Does the NBA Have Any More Statue-Worthy Superstars?


Every statue of an athlete is a contradiction. You can capture a player’s likeness and you can do justice to what they’ve achieved, but it’s impossible to fully render a career spent in motion with a sculpture. The challenge of immortalizing sporting legends is to try anyway—to give a still figure of a runner or pitcher or point guard so many of the markers of movement that it might trick the brain into thinking it’s seeing what it knows to be impossible. To suggest, for example, that the enormous statue of Dirk Nowitzki that now stands outside the American Airlines Center in Dallas could really be leaning back into a jumper, fading away so convincingly that you might even anticipate it landing in a soft backpedal.

“Like it’s a giant feather in the middle of the air, and not 1,500 pounds of bronze,” Omri Amrany, the sculptor behind the statue—and a great many in the NBA world—said by phone recently.

When Amrany—with his wife, Julie Rotblatt Amrany—designed the now-legendary statue of Michael Jordan that soars through the lobby of the United Center, he accentuated the perfect balance of the triangle that was always there in Jordan’s “Jumpman” pose. When he created a monument of Shaquille O’Neal that now dunks on a rim outside Crypto.com Arena, he wanted fans to be drawn in to look up at the statue from underneath it, and yet intimidated by the physical presence of Shaq, weighing a literal ton, hanging over their heads. In capturing Dirk, Amrany pushed the angle of Nowitzki’s signature fadeaway to a point that almost felt impossible.

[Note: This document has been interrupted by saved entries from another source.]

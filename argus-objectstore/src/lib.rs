// argus-objectstore/src/lib.rs
// ============================================================================
// Module: Bundle Object Storage
// Description: Object-store artifact sink/reader for raw bundle files and
//   manifests.
// Purpose: Persist bundle artifacts in durable object storage with strict
//   key validation, independent of the document store the pipeline writes
//   normalized findings to.
// Dependencies: argus-config, argus-core, aws-config, aws-sdk-s3, tokio
// ============================================================================

//! ## Overview
//! A bundle is a set of raw scanner output files (SARIF, lockfiles, SBOMs)
//! plus a manifest describing them (see `argus-pipeline::manifest`). This
//! crate persists those raw bytes in S3-compatible object storage, keyed by
//! repo and build id, so the Acquire stage can replay a bundle without
//! re-uploading it. Object keys are
//! `{prefix}/{repo}/{buildId}/artifacts/{filename}` for artifacts and
//! `{prefix}/{repo}/{buildId}/bundle.manifest.json` for the manifest.
//! Storage is untrusted: all keys and payload sizes are validated before
//! crossing the wire in either direction.

// ============================================================================
// SECTION: Imports
// ============================================================================

use std::future::Future;
use std::path::Component;
use std::path::Path;
use std::sync::Arc;

use argus_config::ObjectStoreConfig;
use argus_config::ObjectStoreProvider;
use argus_core::BuildId;
use argus_core::Repo;
use aws_config::BehaviorVersion;
use aws_config::Region;
use aws_sdk_s3::Client;
use aws_sdk_s3::primitives::ByteStream;
use tokio::io::AsyncReadExt;
use tokio::runtime::Handle;
use tokio::runtime::Runtime;
use tokio::runtime::RuntimeFlavor;

// ============================================================================
// SECTION: Constants
// ============================================================================

/// Manifest object name within a bundle's key prefix.
pub const MANIFEST_OBJECT_NAME: &str = "bundle.manifest.json";
/// Maximum length of a single key segment.
const MAX_PATH_COMPONENT_LENGTH: usize = 255;
/// Maximum total key length.
const MAX_TOTAL_PATH_LENGTH: usize = 4096;
/// Maximum size of a single bundle artifact, 64 MiB.
pub const MAX_ARTIFACT_BYTES: usize = 64 * 1024 * 1024;

// ============================================================================
// SECTION: Errors
// ============================================================================

/// Object-store errors for bundle storage.
#[derive(Debug, thiserror::Error)]
pub enum ObjectStoreError {
    /// Invalid configuration or key input.
    #[error("object store invalid: {0}")]
    Invalid(String),
    /// Backend I/O failure.
    #[error("object store io error: {0}")]
    Io(String),
    /// Backend returned an error.
    #[error("object store backend error: {0}")]
    Backend(String),
    /// Object exceeds size limits.
    #[error("object too large: {key} ({actual_bytes} > {max_bytes})")]
    TooLarge {
        /// Object key.
        key: String,
        /// Maximum allowed bytes.
        max_bytes: usize,
        /// Actual size in bytes.
        actual_bytes: usize,
    },
}

// ============================================================================
// SECTION: Runtime Helpers
// ============================================================================

/// Blocks on an object-store future using a compatible runtime, handling
/// the case where the caller is already inside a tokio runtime.
fn block_on_with_runtime<F, T>(runtime: &Runtime, future: F) -> Result<T, ObjectStoreError>
where
    F: Future<Output = Result<T, ObjectStoreError>> + Send + 'static,
    T: Send + 'static,
{
    if let Ok(handle) = Handle::try_current() {
        if matches!(handle.runtime_flavor(), RuntimeFlavor::MultiThread) {
            return tokio::task::block_in_place(|| handle.block_on(future));
        }
        let (tx, rx) = std::sync::mpsc::sync_channel(1);
        std::thread::spawn(move || {
            let result = Runtime::new()
                .map_err(|err| ObjectStoreError::Io(err.to_string()))
                .and_then(|runtime| runtime.block_on(future));
            let _ = tx.send(result);
        });
        return rx
            .recv()
            .unwrap_or_else(|_| Err(ObjectStoreError::Io("object store thread join failed".to_string())));
    }
    runtime.block_on(future)
}

// ============================================================================
// SECTION: Object Store Client
// ============================================================================

/// Minimal object-store client abstraction, implemented by the S3 backend
/// and by an in-memory double for tests.
pub trait ObjectStoreClient: Send + Sync {
    /// Writes a single object to storage.
    fn put(&self, key: &str, bytes: Vec<u8>) -> Result<(), ObjectStoreError>;
    /// Reads a single object from storage with a size limit.
    fn get(&self, key: &str, max_bytes: usize) -> Result<Vec<u8>, ObjectStoreError>;
}

/// S3-backed object-store client.
struct S3ObjectStoreClient {
    client: Client,
    bucket: String,
    runtime: Option<Arc<Runtime>>,
}

impl Drop for S3ObjectStoreClient {
    fn drop(&mut self) {
        if let Some(runtime) = self.runtime.take() {
            let _ = std::thread::spawn(move || drop(runtime));
        }
    }
}

impl S3ObjectStoreClient {
    /// Builds a new S3-backed object store client from validated config.
    fn new(config: &ObjectStoreConfig) -> Result<Self, ObjectStoreError> {
        let runtime = Runtime::new().map_err(|err| ObjectStoreError::Io(err.to_string()))?;
        let region = config.region.clone();
        let endpoint = config.endpoint.clone();
        let shared_config = block_on_with_runtime(&runtime, async move {
            let mut loader = aws_config::defaults(BehaviorVersion::latest());
            if let Some(region) = region {
                loader = loader.region(Region::new(region));
            }
            if let Some(endpoint) = endpoint {
                loader = loader.endpoint_url(endpoint);
            }
            Ok(loader.load().await)
        })?;
        let mut s3_builder = aws_sdk_s3::config::Builder::from(&shared_config);
        if config.force_path_style {
            s3_builder = s3_builder.force_path_style(true);
        }
        let client = Client::from_conf(s3_builder.build());
        Ok(Self { client, bucket: config.bucket.clone(), runtime: Some(Arc::new(runtime)) })
    }

    fn runtime(&self) -> Result<&Runtime, ObjectStoreError> {
        self.runtime
            .as_ref()
            .map(AsRef::as_ref)
            .ok_or_else(|| ObjectStoreError::Io("object store runtime closed".to_string()))
    }
}

impl ObjectStoreClient for S3ObjectStoreClient {
    fn put(&self, key: &str, bytes: Vec<u8>) -> Result<(), ObjectStoreError> {
        let bucket = self.bucket.clone();
        let key = key.to_string();
        let client = self.client.clone();
        block_on_with_runtime(self.runtime()?, async move {
            client
                .put_object()
                .bucket(bucket)
                .key(key)
                .body(ByteStream::from(bytes))
                .content_type("application/json")
                .send()
                .await
                .map_err(|err| ObjectStoreError::Backend(err.to_string()))?;
            Ok(())
        })
    }

    fn get(&self, key: &str, max_bytes: usize) -> Result<Vec<u8>, ObjectStoreError> {
        let bucket = self.bucket.clone();
        let key = key.to_string();
        let client = self.client.clone();
        block_on_with_runtime(self.runtime()?, async move {
            let output = client
                .get_object()
                .bucket(bucket)
                .key(key.clone())
                .send()
                .await
                .map_err(|err| ObjectStoreError::Backend(err.to_string()))?;
            if let Some(length) = output.content_length() {
                let actual_bytes = usize::try_from(length).unwrap_or(usize::MAX);
                if actual_bytes > max_bytes {
                    return Err(ObjectStoreError::TooLarge { key: key.clone(), max_bytes, actual_bytes });
                }
            }
            let mut reader = output.body.into_async_read();
            let mut buffer = Vec::new();
            let mut total_bytes = 0usize;
            let mut chunk = [0u8; 8192];
            loop {
                let read =
                    reader.read(&mut chunk).await.map_err(|err| ObjectStoreError::Io(err.to_string()))?;
                if read == 0 {
                    break;
                }
                total_bytes = total_bytes
                    .checked_add(read)
                    .ok_or_else(|| ObjectStoreError::Io("object size overflow".to_string()))?;
                if total_bytes > max_bytes {
                    return Err(ObjectStoreError::TooLarge { key: key.clone(), max_bytes, actual_bytes: total_bytes });
                }
                buffer.extend_from_slice(&chunk[.. read]);
            }
            Ok(buffer)
        })
    }
}

// ============================================================================
// SECTION: Bundle Object Store
// ============================================================================

/// Object-store backend for bundle artifacts and manifests.
pub struct BundleObjectStore {
    client: Arc<dyn ObjectStoreClient>,
    root_prefix: String,
}

impl BundleObjectStore {
    /// Creates a backend from object-store configuration.
    ///
    /// # Errors
    ///
    /// Returns [`ObjectStoreError`] when the provider is unreachable or the
    /// prefix is invalid.
    pub fn new(config: &ObjectStoreConfig) -> Result<Self, ObjectStoreError> {
        let root_prefix = normalize_prefix(config.prefix.as_deref().unwrap_or(""))?;
        let client = match config.provider {
            ObjectStoreProvider::S3 => Arc::new(S3ObjectStoreClient::new(config)?) as Arc<_>,
        };
        Ok(Self { client, root_prefix })
    }

    /// Creates a backend from a custom object-store client (tests only).
    pub fn from_client(client: Arc<dyn ObjectStoreClient>) -> Self {
        Self { client, root_prefix: String::new() }
    }

    /// Writes a single bundle artifact.
    ///
    /// # Errors
    ///
    /// Returns [`ObjectStoreError`] when the filename is invalid, the
    /// payload exceeds [`MAX_ARTIFACT_BYTES`], or the backend write fails.
    pub fn put_artifact(
        &self,
        repo: &Repo,
        build_id: &BuildId,
        filename: &str,
        bytes: Vec<u8>,
    ) -> Result<String, ObjectStoreError> {
        if bytes.len() > MAX_ARTIFACT_BYTES {
            return Err(ObjectStoreError::TooLarge {
                key: filename.to_string(),
                max_bytes: MAX_ARTIFACT_BYTES,
                actual_bytes: bytes.len(),
            });
        }
        let key = self.artifact_key(repo, build_id, filename)?;
        self.client.put(&key, bytes)?;
        Ok(key)
    }

    /// Reads a single bundle artifact with a size limit.
    ///
    /// # Errors
    ///
    /// Returns [`ObjectStoreError`] when the filename is invalid, the
    /// object exceeds `max_bytes`, or the backend read fails.
    pub fn get_artifact(
        &self,
        repo: &Repo,
        build_id: &BuildId,
        filename: &str,
        max_bytes: usize,
    ) -> Result<Vec<u8>, ObjectStoreError> {
        let key = self.artifact_key(repo, build_id, filename)?;
        self.client.get(&key, max_bytes)
    }

    /// Writes the bundle manifest.
    ///
    /// # Errors
    ///
    /// Returns [`ObjectStoreError`] when the payload exceeds
    /// [`MAX_ARTIFACT_BYTES`] or the backend write fails.
    pub fn put_manifest(&self, repo: &Repo, build_id: &BuildId, bytes: Vec<u8>) -> Result<String, ObjectStoreError> {
        if bytes.len() > MAX_ARTIFACT_BYTES {
            return Err(ObjectStoreError::TooLarge {
                key: MANIFEST_OBJECT_NAME.to_string(),
                max_bytes: MAX_ARTIFACT_BYTES,
                actual_bytes: bytes.len(),
            });
        }
        let key = self.manifest_key(repo, build_id);
        self.client.put(&key, bytes)?;
        Ok(key)
    }

    /// Reads the bundle manifest with a size limit.
    ///
    /// # Errors
    ///
    /// Returns [`ObjectStoreError`] when the object exceeds `max_bytes` or
    /// the backend read fails.
    pub fn get_manifest(&self, repo: &Repo, build_id: &BuildId, max_bytes: usize) -> Result<Vec<u8>, ObjectStoreError> {
        let key = self.manifest_key(repo, build_id);
        self.client.get(&key, max_bytes)
    }

    /// Returns the object key for a bundle artifact.
    fn artifact_key(&self, repo: &Repo, build_id: &BuildId, filename: &str) -> Result<String, ObjectStoreError> {
        validate_segment(filename)?;
        let key = format!("{}{}/{}/artifacts/{}", self.root_prefix, repo, build_id, filename);
        if key.len() > MAX_TOTAL_PATH_LENGTH {
            return Err(ObjectStoreError::Invalid("object key exceeds length limit".to_string()));
        }
        Ok(key)
    }

    /// Returns the object key for a bundle manifest.
    fn manifest_key(&self, repo: &Repo, build_id: &BuildId) -> String {
        format!("{}{}/{}/{}", self.root_prefix, repo, build_id, MANIFEST_OBJECT_NAME)
    }
}

// ============================================================================
// SECTION: Key Validation Helpers
// ============================================================================

/// Normalizes a root prefix string for object storage.
fn normalize_prefix(raw: &str) -> Result<String, ObjectStoreError> {
    let trimmed = raw.trim();
    if trimmed.is_empty() {
        return Ok(String::new());
    }
    if trimmed.starts_with('/') {
        return Err(ObjectStoreError::Invalid("prefix must be relative (no leading slash)".to_string()));
    }
    let normalized = trimmed.strip_suffix('/').unwrap_or(trimmed);
    for component in Path::new(normalized).components() {
        match component {
            Component::Normal(value) => validate_segment(&value.to_string_lossy())?,
            _ => {
                return Err(ObjectStoreError::Invalid("prefix must be relative without traversal".to_string()));
            }
        }
    }
    Ok(format!("{normalized}/"))
}

/// Validates a single path segment (filename or prefix component).
fn validate_segment(value: &str) -> Result<(), ObjectStoreError> {
    if value.is_empty() || value == "." || value == ".." {
        return Err(ObjectStoreError::Invalid("segment is invalid".to_string()));
    }
    if value.len() > MAX_PATH_COMPONENT_LENGTH {
        return Err(ObjectStoreError::Invalid("segment exceeds length limit".to_string()));
    }
    if value.contains(['/', '\\']) {
        return Err(ObjectStoreError::Invalid("segment contains invalid characters".to_string()));
    }
    Ok(())
}

#[cfg(test)]
mod tests;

“When it’s up there in the air, it takes away from the brain the feeling that this is a human being,” Amrany said. “It becomes like a flying object.”

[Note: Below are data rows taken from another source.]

#[cfg(test)]
mod tests {
    use argus_store::InMemoryDocumentStore;

    use super::*;

    fn ids() -> (Repo, BuildId, RunId) {
        (Repo::new("acme/widgets").expect("valid"), BuildId::new("b1").expect("valid"), RunId::from_hash("a".repeat(64)).expect("valid"))
    }

    #[test]
    fn bundle_with_no_recognized_artifacts_fails_fast() {
        let store = InMemoryDocumentStore::new();
        let (repo, build_id, run_id) = ids();
        let files = vec![BundleFile { filename: "README.md".to_string(), bytes: b"hi".to_vec() }];
        let err = run_acquire(&store, &repo, &build_id, &run_id, 0, &files).unwrap_err();
        assert_eq!(err, PipelineError::AcquireMissingArtifacts);
    }

    #[test]
    fn sarif_bundle_writes_findings_and_artifacts() {
        let store = InMemoryDocumentStore::new();
        let (repo, build_id, run_id) = ids();
        let sarif = serde_json::json!({
            "version": "2.1.0",
            "runs": [{
                "tool": {"driver": {"name": "semgrep"}},
                "results": [{
                    "ruleId": "rule-1",
                    "level": "error",
                    "locations": [{"physicalLocation": {"artifactLocation": {"uri": "src/a.rs"}, "region": {"startLine": 1}}}],
                }],
            }],
        });
        let files = vec![BundleFile { filename: "scan.sarif".to_string(), bytes: serde_json::to_vec(&sarif).expect("valid") }];
        let result = run_acquire(&store, &repo, &build_id, &run_id, 0, &files).expect("acquires");
        assert!(result.succeeded());
        assert_eq!(store.list("findings").expect("ok").len(), 1);
        assert_eq!(store.list("artifacts").expect("ok").len(), 1);
    }

    #[test]
    fn bundle_with_lockfile_produces_a_real_reachability_record() {
        let store = InMemoryDocumentStore::new();
        let (repo, build_id, run_id) = ids();
        let sarif = serde_json::json!({
            "version": "2.1.0",
            "runs": [{
                "tool": {"driver": {"name": "semgrep"}},
                "results": [{
                    "ruleId": "rule-1",
                    "level": "error",
                    "locations": [{"physicalLocation": {"artifactLocation": {"uri": "src/a.rs"}, "region": {"startLine": 1}}}],
                    "properties": {"package": "left-pad", "version": "1.0.0"},
                }],
            }],
        });
        let lockfile = serde_json::json!({"dependencies": {"left-pad": {"version": "1.0.0"}}});
        let files = vec![
            BundleFile { filename: "scan.sarif".to_string(), bytes: serde_json::to_vec(&sarif).expect("valid") },
            BundleFile { filename: "package-lock.json".to_string(), bytes: serde_json::to_vec(&lockfile).expect("valid") },
        ];
        let result = run_acquire(&store, &repo, &build_id, &run_id, 0, &files).expect("acquires");
        assert!(result.succeeded(), "reports: {:?}", result.stage_reports);

        let reachability_docs = store.list("reachability").expect("ok");
        assert_eq!(reachability_docs.len(), 1);
        assert_eq!(reachability_docs[0]["reachable"], serde_json::Value::Bool(true));
        assert_eq!(reachability_docs[0]["status"], serde_json::Value::String("REACHABLE".to_string()));
        assert_eq!(reachability_docs[0]["evidencePath"], serde_json::json!(["__root__", "left-pad"]));
    }

    #[test]
    fn bundle_with_threat_intel_seed_writes_normalized_records() {
        let store = InMemoryDocumentStore::new();
        let (repo, build_id, run_id) = ids();
        let sarif = serde_json::json!({"version": "2.1.0", "runs": []});
        let seed = serde_json::json!([{"cve": "CVE-2024-9999", "kev": true, "epss": 0.8}]);
        let files = vec![
            BundleFile { filename: "scan.sarif".to_string(), bytes: serde_json::to_vec(&sarif).expect("valid") },
            BundleFile { filename: "threat-intel-seed.json".to_string(), bytes: serde_json::to_vec(&seed).expect("valid") },
        ];
        let result = run_acquire(&store, &repo, &build_id, &run_id, 0, &files).expect("acquires");
        assert!(result.succeeded(), "reports: {:?}", result.stage_reports);

        let intel_docs = store.list("threat_intel").expect("ok");
        assert_eq!(intel_docs.len(), 1);
        assert_eq!(intel_docs[0]["intelId"], serde_json::Value::String("CVE-2024-9999".to_string()));
        assert_eq!(intel_docs[0]["kev"], serde_json::Value::Bool(true));
    }
}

Depending on your angle, you can now see Nowitzki shoot over the top of high-rise apartment buildings, luxury hotels, and the most towering fixtures of the Dallas skyline. These sorts of monuments are a rare gesture—there are only about 16 true, full-body statues of NBA stars in the cities where they played—but Nowitzki had an exceptional career worthy of exceptional recognition. Beyond the revolutionary shooting, the open-and-shut Hall of Fame case, and the title Dirk brought to the city in 2011, he also holds a record that may never be broken: an entire, 21-season career spent with a single NBA team.

“Well,” Nowitzki said after the unveiling ceremony, “we hope Luka can break it.”

Many of the current Mavericks were in attendance when Dirk’s statue was unveiled on Christmas morning, among them 23-year-old megastar Luka Doncic—an all-too-worthy heir of the franchise player mantle. Doncic could be the best basketball player in the world someday, if he isn’t already. Like Dirk, he could be an MVP and a champion, and go down as one of the greatest to ever play the game. And yet the idea of Luka having his own statue at the end of his career seems to run contrary to the working reality of the…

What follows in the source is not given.